Le bras de fer entre la République tchèque et l’Union européenne s’intensifie autour du contrat nucléaire confié à l’entreprise sud-coréenne KHNP. Alors que la signature était prévue pour début mai, la Commission européenne a exigé sa suspension, invoquant un possible déséquilibre concurrentiel, rapporte Euractiv.
Bruxelles actionne le levier réglementaire contre l’accord nucléaire entre Prague et KHNP
Selon les informations d’Euractiv, Stéphane Séjourné, commissaire européen à la Stratégie industrielle et à la Prospérité, a adressé le 2 mai 2025 une lettre officielle au ministre tchèque de l’Industrie Lukáš Vlček. Il y « invite explicitement le ministre à ne pas signer l’accord » nucléaire avec Korea Hydro & Nuclear Power (KHNP), dans l’attente d’une décision de la Commission européenne sur la conformité de ce contrat avec le règlement sur les subventions étrangères. Cette lettre a été envoyée quatre jours avant qu’un tribunal régional de Brno ne prononce une suspension temporaire du contrat, à la suite d’un recours déposé par EDF, évincé de l’appel d’offres.

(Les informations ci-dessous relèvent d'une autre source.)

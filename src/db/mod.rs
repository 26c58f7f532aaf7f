mod from_row;
pub mod queries;

pub use from_row::FromRow;

use std::sync::Arc;
use std::time::Duration;

use r2d2::Pool;
use r2d2_sqlite::SqliteConnectionManager;
use rusqlite::Connection;

use crate::catalog::PackageCatalog;
use crate::email::LicenseMailer;
use crate::error::Result;
use crate::payments::PaymentGateway;
use crate::retry::RetryPolicy;

pub type DbPool = Pool<SqliteConnectionManager>;

/// Shared handler state. Holds no per-request data; every coordination
/// decision goes through the database.
#[derive(Clone)]
pub struct AppState {
    pub db: DbPool,
    pub catalog: Arc<PackageCatalog>,
    pub gateway: Arc<dyn PaymentGateway>,
    pub mailer: Arc<dyn LicenseMailer>,
    pub base_url: String,
    pub license_key_prefix: String,
    /// Bound for writes that include an outbound call
    pub write_timeout: Duration,
    /// Bound for the whole webhook path (license generation plus email)
    pub webhook_timeout: Duration,
    /// Backoff for gateway and email calls
    pub retry: RetryPolicy,
}

const SCHEMA: &str = "
CREATE TABLE IF NOT EXISTS payment_orders (
    order_code INTEGER PRIMARY KEY,
    customer_email TEXT NOT NULL,
    package_code TEXT NOT NULL,
    amount INTEGER NOT NULL,
    status TEXT NOT NULL CHECK (status IN ('pending', 'completed', 'failed')),
    payment_url TEXT,
    payment_link_id TEXT,
    created_at INTEGER NOT NULL,
    updated_at INTEGER NOT NULL
);
CREATE INDEX IF NOT EXISTS idx_payment_orders_status ON payment_orders(status, created_at);

CREATE TABLE IF NOT EXISTS licenses (
    license_key TEXT PRIMARY KEY,
    customer_email TEXT,
    package_code TEXT NOT NULL,
    display_name TEXT NOT NULL,
    features TEXT NOT NULL DEFAULT '[]',
    status TEXT NOT NULL CHECK (status IN ('active', 'expired', 'revoked')),
    created_at INTEGER NOT NULL,
    expires_at INTEGER,
    order_code INTEGER UNIQUE,
    amount INTEGER,
    is_trial INTEGER NOT NULL DEFAULT 0,
    trial_duration_days INTEGER,
    machine_fingerprint TEXT,
    email_sent_at INTEGER
);
CREATE INDEX IF NOT EXISTS idx_licenses_email ON licenses(customer_email, created_at);
CREATE INDEX IF NOT EXISTS idx_licenses_expiry ON licenses(status, expires_at);

CREATE TABLE IF NOT EXISTS trial_usages (
    machine_fingerprint TEXT PRIMARY KEY,
    trial_license_key TEXT NOT NULL,
    activated_at INTEGER NOT NULL,
    expires_at INTEGER NOT NULL,
    ip_address TEXT NOT NULL,
    app_version TEXT,
    device_info TEXT,
    status TEXT NOT NULL CHECK (status IN ('active', 'expired', 'revoked'))
);
CREATE INDEX IF NOT EXISTS idx_trial_usages_ip ON trial_usages(ip_address, activated_at);
CREATE INDEX IF NOT EXISTS idx_trial_usages_activated ON trial_usages(activated_at);

CREATE TABLE IF NOT EXISTS trial_policy (
    id INTEGER PRIMARY KEY CHECK (id = 1),
    enabled INTEGER NOT NULL,
    duration_days INTEGER NOT NULL,
    max_trials_per_ip INTEGER NOT NULL,
    max_trials_per_day INTEGER NOT NULL,
    abuse_detection_enabled INTEGER NOT NULL,
    version INTEGER NOT NULL,
    updated_at INTEGER NOT NULL,
    updated_by TEXT
);
";

/// Per-connection setup. WAL plus a busy timeout lets concurrent writers
/// queue on the write lock instead of failing with SQLITE_BUSY.
fn configure_connection(conn: &mut Connection) -> rusqlite::Result<()> {
    conn.busy_timeout(Duration::from_secs(10))?;
    conn.pragma_update_and_check(None, "journal_mode", "WAL", |_| Ok(()))?;
    conn.pragma_update(None, "synchronous", "NORMAL")?;
    Ok(())
}

/// Open a pooled database at `path` and make sure the schema exists.
pub fn create_pool(path: &str, connection_timeout: Duration) -> Result<DbPool> {
    let manager = SqliteConnectionManager::file(path).with_init(configure_connection);
    let pool = Pool::builder()
        .max_size(16)
        .connection_timeout(connection_timeout)
        .build(manager)?;
    init_db(&*pool.get()?)?;
    Ok(pool)
}

pub fn init_db(conn: &Connection) -> Result<()> {
    conn.execute_batch(SCHEMA)?;
    Ok(())
}

/// Cheap liveness probe for the health endpoint.
pub fn ping(pool: &DbPool) -> bool {
    pool.get()
        .ok()
        .and_then(|conn| conn.query_row("SELECT 1", [], |row| row.get::<_, i64>(0)).ok())
        .is_some()
}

Le projet concerne deux réacteurs nucléaires à construire sur le site de la centrale de Dukovany, pour un montant d’environ 18,6 milliards de dollars. Euractiv indique que la Commission européenne a demandé des précisions à KHNP et à l’énergéticien public tchèque ČEZ, soupçonnant des « aides d’État étrangères » susceptibles d’avoir faussé la procédure. Cette intervention s’inscrit dans l’application du règlement FSR (Foreign Subsidies Regulation), entré en vigueur en 2023.
Prague contre-attaque et dénonce une interférence politique
Toujours selon Euractiv, le ministre Lukáš Vlček a confirmé avoir bien reçu la lettre du commissaire européen. Il a indiqué son intention d’y répondre sans pour autant remettre en cause l’équilibre du processus. Côté de ČEZ qui est en charge dudit projet, la réaction a été plus virulente. Daniel Beneš, président de l’entreprise, cité par l’agence Yonhap News le 13 mai 2025, a accusé les autorités françaises de chercher à bloquer toute réalisation du projet. Il affirme : « Les Français feront tout pour empêcher la construction d’une telle centrale. Ce qui les intéresse, ce n’est pas de gagner, c’est de ne pas construire une centrale ici, et c’est une nouvelle dramatique pour la République tchèque ».
La filiale EDU II, en charge du projet, a dénoncé dans une déclaration publique reprise par Euractiv les accusations de subventions illicites comme des « spéculations du soumissionnaire non retenu », visant directement EDF. Elle affirme que l’offre de KHNP était la plus solide sur le plan technique comme économique, et indique être prête à engager des actions en justice pour obtenir réparation si la signature du contrat devait être bloquée indûment par Bruxelles.